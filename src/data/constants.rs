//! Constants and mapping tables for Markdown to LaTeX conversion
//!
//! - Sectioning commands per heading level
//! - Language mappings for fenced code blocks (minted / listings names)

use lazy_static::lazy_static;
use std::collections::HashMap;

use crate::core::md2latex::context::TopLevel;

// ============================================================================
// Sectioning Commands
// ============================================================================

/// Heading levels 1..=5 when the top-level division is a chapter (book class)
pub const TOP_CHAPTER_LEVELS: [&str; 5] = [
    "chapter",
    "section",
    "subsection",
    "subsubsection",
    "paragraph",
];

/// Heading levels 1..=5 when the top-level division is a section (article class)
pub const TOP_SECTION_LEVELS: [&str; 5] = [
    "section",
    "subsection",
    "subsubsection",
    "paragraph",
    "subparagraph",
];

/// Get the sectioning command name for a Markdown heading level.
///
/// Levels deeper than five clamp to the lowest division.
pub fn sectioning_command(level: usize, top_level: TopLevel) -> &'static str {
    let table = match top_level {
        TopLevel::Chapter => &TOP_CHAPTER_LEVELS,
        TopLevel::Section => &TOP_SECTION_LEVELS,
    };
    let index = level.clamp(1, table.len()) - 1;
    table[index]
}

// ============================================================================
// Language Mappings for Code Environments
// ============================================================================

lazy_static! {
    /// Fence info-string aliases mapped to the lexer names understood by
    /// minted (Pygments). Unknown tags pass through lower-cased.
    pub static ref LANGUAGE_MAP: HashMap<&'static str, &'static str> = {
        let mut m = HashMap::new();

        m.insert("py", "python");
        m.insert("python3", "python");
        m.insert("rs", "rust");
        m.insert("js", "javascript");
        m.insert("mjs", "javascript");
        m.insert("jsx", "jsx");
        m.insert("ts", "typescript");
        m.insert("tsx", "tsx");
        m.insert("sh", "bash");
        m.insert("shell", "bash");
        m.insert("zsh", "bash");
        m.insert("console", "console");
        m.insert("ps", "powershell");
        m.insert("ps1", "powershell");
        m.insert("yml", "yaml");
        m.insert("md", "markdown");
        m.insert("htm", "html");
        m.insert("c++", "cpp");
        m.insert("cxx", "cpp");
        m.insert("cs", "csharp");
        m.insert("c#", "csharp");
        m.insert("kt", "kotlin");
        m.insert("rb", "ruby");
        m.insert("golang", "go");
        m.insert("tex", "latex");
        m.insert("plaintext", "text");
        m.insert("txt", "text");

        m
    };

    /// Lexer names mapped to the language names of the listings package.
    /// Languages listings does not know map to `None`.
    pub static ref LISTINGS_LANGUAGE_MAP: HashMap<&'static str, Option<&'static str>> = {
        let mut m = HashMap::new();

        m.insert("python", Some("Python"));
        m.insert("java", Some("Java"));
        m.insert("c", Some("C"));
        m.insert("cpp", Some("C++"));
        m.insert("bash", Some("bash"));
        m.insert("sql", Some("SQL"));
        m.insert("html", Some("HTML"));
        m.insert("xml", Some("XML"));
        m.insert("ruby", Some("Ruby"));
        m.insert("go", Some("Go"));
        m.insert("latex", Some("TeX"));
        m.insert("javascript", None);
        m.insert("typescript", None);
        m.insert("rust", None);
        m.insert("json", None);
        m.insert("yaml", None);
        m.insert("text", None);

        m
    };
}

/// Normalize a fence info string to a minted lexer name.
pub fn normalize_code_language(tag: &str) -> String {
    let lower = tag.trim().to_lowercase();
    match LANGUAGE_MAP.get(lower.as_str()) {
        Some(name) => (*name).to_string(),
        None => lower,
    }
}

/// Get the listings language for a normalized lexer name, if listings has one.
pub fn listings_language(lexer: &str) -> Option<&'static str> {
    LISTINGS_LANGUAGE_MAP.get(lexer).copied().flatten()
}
•••••
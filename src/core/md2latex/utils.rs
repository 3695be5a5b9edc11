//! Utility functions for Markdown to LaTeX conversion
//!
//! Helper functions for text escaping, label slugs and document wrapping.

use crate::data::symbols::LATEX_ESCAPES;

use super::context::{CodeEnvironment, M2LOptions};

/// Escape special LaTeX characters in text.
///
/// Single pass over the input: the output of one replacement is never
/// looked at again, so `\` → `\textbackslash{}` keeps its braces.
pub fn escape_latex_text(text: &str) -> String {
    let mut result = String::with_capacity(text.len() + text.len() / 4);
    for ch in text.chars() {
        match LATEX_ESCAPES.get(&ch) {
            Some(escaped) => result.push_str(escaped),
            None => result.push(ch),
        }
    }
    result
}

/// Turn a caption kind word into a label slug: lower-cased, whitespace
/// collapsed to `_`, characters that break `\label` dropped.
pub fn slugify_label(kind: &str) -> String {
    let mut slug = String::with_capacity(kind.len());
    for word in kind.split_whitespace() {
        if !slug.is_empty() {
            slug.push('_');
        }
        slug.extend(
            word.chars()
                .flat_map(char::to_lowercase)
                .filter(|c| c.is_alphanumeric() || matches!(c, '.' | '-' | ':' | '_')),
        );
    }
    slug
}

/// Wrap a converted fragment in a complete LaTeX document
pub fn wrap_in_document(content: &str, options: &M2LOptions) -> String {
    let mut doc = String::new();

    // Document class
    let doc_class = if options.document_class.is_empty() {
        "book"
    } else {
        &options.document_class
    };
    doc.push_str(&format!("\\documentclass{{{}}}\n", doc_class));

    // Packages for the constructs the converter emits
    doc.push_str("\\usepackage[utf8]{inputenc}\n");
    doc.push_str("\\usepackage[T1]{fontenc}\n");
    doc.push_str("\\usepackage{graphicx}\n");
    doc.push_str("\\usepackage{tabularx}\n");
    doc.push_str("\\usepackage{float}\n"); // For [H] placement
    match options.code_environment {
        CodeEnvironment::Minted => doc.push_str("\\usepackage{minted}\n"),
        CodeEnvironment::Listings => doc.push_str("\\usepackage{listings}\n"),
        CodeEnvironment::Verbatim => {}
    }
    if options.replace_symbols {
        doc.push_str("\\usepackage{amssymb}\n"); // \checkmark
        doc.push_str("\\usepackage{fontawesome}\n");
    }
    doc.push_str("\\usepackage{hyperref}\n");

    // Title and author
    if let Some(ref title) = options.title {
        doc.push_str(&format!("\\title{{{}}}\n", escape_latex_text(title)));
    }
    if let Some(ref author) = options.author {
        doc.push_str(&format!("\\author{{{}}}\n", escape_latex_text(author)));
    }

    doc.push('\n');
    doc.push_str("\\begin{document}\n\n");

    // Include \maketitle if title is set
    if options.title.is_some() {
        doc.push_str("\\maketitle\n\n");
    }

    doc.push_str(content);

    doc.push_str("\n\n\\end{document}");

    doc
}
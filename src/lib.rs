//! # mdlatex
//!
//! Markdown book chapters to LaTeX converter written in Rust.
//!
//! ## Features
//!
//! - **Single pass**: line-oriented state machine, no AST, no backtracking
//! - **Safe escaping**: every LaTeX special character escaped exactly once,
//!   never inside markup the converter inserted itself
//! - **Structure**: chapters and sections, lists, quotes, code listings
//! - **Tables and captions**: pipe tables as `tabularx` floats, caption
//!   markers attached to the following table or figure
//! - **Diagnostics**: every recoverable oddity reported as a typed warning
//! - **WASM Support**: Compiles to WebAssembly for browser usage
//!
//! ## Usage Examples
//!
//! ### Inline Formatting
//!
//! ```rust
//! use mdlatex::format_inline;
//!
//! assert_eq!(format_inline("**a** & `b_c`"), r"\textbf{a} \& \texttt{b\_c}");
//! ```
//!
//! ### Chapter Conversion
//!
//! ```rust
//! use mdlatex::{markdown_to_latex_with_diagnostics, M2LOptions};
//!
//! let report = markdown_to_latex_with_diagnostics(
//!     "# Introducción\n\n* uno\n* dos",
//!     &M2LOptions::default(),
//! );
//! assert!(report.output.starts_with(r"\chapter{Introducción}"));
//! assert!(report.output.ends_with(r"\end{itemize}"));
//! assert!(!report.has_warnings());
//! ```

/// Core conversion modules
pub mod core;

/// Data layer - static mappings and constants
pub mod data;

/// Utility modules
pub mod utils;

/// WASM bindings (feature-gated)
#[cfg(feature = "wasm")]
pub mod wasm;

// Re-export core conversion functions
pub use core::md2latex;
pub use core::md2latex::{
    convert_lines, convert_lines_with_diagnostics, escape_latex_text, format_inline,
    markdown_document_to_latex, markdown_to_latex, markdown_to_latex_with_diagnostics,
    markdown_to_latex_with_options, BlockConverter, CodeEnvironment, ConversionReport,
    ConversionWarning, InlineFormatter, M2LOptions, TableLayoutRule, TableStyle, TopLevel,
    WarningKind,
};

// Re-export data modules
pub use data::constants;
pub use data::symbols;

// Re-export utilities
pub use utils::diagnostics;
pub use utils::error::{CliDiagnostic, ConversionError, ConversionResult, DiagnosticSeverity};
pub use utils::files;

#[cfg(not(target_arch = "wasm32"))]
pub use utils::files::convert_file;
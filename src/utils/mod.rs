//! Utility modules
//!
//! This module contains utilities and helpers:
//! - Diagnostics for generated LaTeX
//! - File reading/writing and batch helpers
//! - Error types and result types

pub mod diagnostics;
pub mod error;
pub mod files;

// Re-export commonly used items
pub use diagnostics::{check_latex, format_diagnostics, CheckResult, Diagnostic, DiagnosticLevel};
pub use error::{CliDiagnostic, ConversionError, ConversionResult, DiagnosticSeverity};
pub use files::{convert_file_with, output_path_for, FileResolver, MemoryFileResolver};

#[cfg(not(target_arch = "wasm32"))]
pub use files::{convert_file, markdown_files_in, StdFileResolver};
•••••
TASK DETAILS —
Your answer must be a single number: the count of lines above that contain the string "mapped".

RESPONSE —
2